** Opening DATASET CONTENT block **
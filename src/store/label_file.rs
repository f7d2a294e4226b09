//! Line-oriented label file codec.
//!
//! `Label.txt` and `Cache.cach` share one format: one image per line,
//! `<ImageKey>\t<JSON array of shape objects>`. Files written by older tools
//! may spell booleans as `True`/`False`; those are normalized before parsing.
//! Everything this crate writes is strict JSON.

use std::borrow::Cow;
use std::collections::BTreeMap;
use std::path::Path;

use crate::model::{ImageKey, ShapeRecord};
use crate::store::error::StoreError;

/// Shapes per image, ordered by key for deterministic output.
pub type LabelMap = BTreeMap<ImageKey, Vec<ShapeRecord>>;

/// One raw line of a label file, with the shape list left unparsed.
#[derive(Debug, Clone, PartialEq, Eq)]
pub struct RawLabelLine {
    /// 1-based line number in the file.
    pub line: usize,
    pub key: ImageKey,
    /// The JSON text after the tab, trimmed.
    pub shapes_json: String,
}

/// Rewrite capitalized boolean literals outside of string literals.
pub fn normalize_literals(raw: &str) -> Cow<'_, str> {
    if !raw.contains("True") && !raw.contains("False") {
        return Cow::Borrowed(raw);
    }

    let mut out = String::with_capacity(raw.len());
    let mut in_string = false;
    let mut escaped = false;
    let mut word = String::new();

    let flush = |word: &mut String, out: &mut String| {
        match word.as_str() {
            "True" => out.push_str("true"),
            "False" => out.push_str("false"),
            other => out.push_str(other),
        }
        word.clear();
    };

    for c in raw.chars() {
        if in_string {
            out.push(c);
            if escaped {
                escaped = false;
            } else if c == '\\' {
                escaped = true;
            } else if c == '"' {
                in_string = false;
            }
            continue;
        }

        if c.is_alphanumeric() || c == '_' {
            word.push(c);
            continue;
        }

        flush(&mut word, &mut out);
        if c == '"' {
            in_string = true;
        }
        out.push(c);
    }
    flush(&mut word, &mut out);

    Cow::Owned(out)
}

/// Parse the JSON part of a label line.
pub fn parse_shapes(raw: &str) -> Result<Vec<ShapeRecord>, serde_json::Error> {
    let raw = raw.trim();
    if raw.is_empty() {
        return Ok(Vec::new());
    }
    serde_json::from_str(&normalize_literals(raw))
}

/// Split file content into raw lines without parsing the shape lists.
pub fn split_raw_lines(path: &Path, content: &str) -> Result<Vec<RawLabelLine>, StoreError> {
    let mut lines = Vec::new();
    for (idx, line) in content.lines().enumerate() {
        let line_no = idx + 1;
        if line.trim().is_empty() {
            continue;
        }

        let (raw_key, shapes_json) = line
            .split_once('\t')
            .ok_or_else(|| StoreError::malformed(path, line_no, "missing tab separator"))?;
        let key = ImageKey::parse(raw_key).ok_or_else(|| {
            StoreError::malformed(path, line_no, format!("invalid image key '{}'", raw_key))
        })?;

        lines.push(RawLabelLine {
            line: line_no,
            key,
            shapes_json: shapes_json.trim().to_string(),
        });
    }
    Ok(lines)
}

/// Parse a whole label file.
///
/// Any malformed line fails the entire parse. Duplicate keys keep the
/// last occurrence.
pub fn parse_label_file(path: &Path, content: &str) -> Result<LabelMap, StoreError> {
    let mut labels = LabelMap::new();
    for raw in split_raw_lines(path, content)? {
        let shapes = parse_shapes(&raw.shapes_json)
            .map_err(|e| StoreError::malformed(path, raw.line, e.to_string()))?;
        labels.insert(raw.key, shapes);
    }
    Ok(labels)
}

/// Read a label file from disk; a missing file is an empty store.
pub fn read_label_file(path: &Path) -> Result<LabelMap, StoreError> {
    if !path.exists() {
        log::debug!("No label file at {:?}, starting empty", path);
        return Ok(LabelMap::new());
    }
    let content = std::fs::read_to_string(path)?;
    parse_label_file(path, &content)
}

/// Format one `key\tjson` line (without the trailing newline).
pub fn format_label_line(
    key: &ImageKey,
    shapes: &[ShapeRecord],
) -> Result<String, serde_json::Error> {
    Ok(format!("{}\t{}", key, serde_json::to_string(shapes)?))
}

/// Render entries into file content.
pub fn render_label_file<'a>(
    entries: impl IntoIterator<Item = (&'a ImageKey, &'a Vec<ShapeRecord>)>,
) -> Result<String, serde_json::Error> {
    let mut content = String::new();
    for (key, shapes) in entries {
        content.push_str(&format_label_line(key, shapes)?);
        content.push('\n');
    }
    Ok(content)
}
** Closing DATASET CONTENT block **
WHAT YOU ARE ASKED TO DO - Whenever the word "crate" shows up in a line of the entries, list that line.

RESPONSE -
//! Everything this crate writes is strict JSON.
use crate::model::{ImageKey, ShapeRecord};
use crate::store::error::StoreError;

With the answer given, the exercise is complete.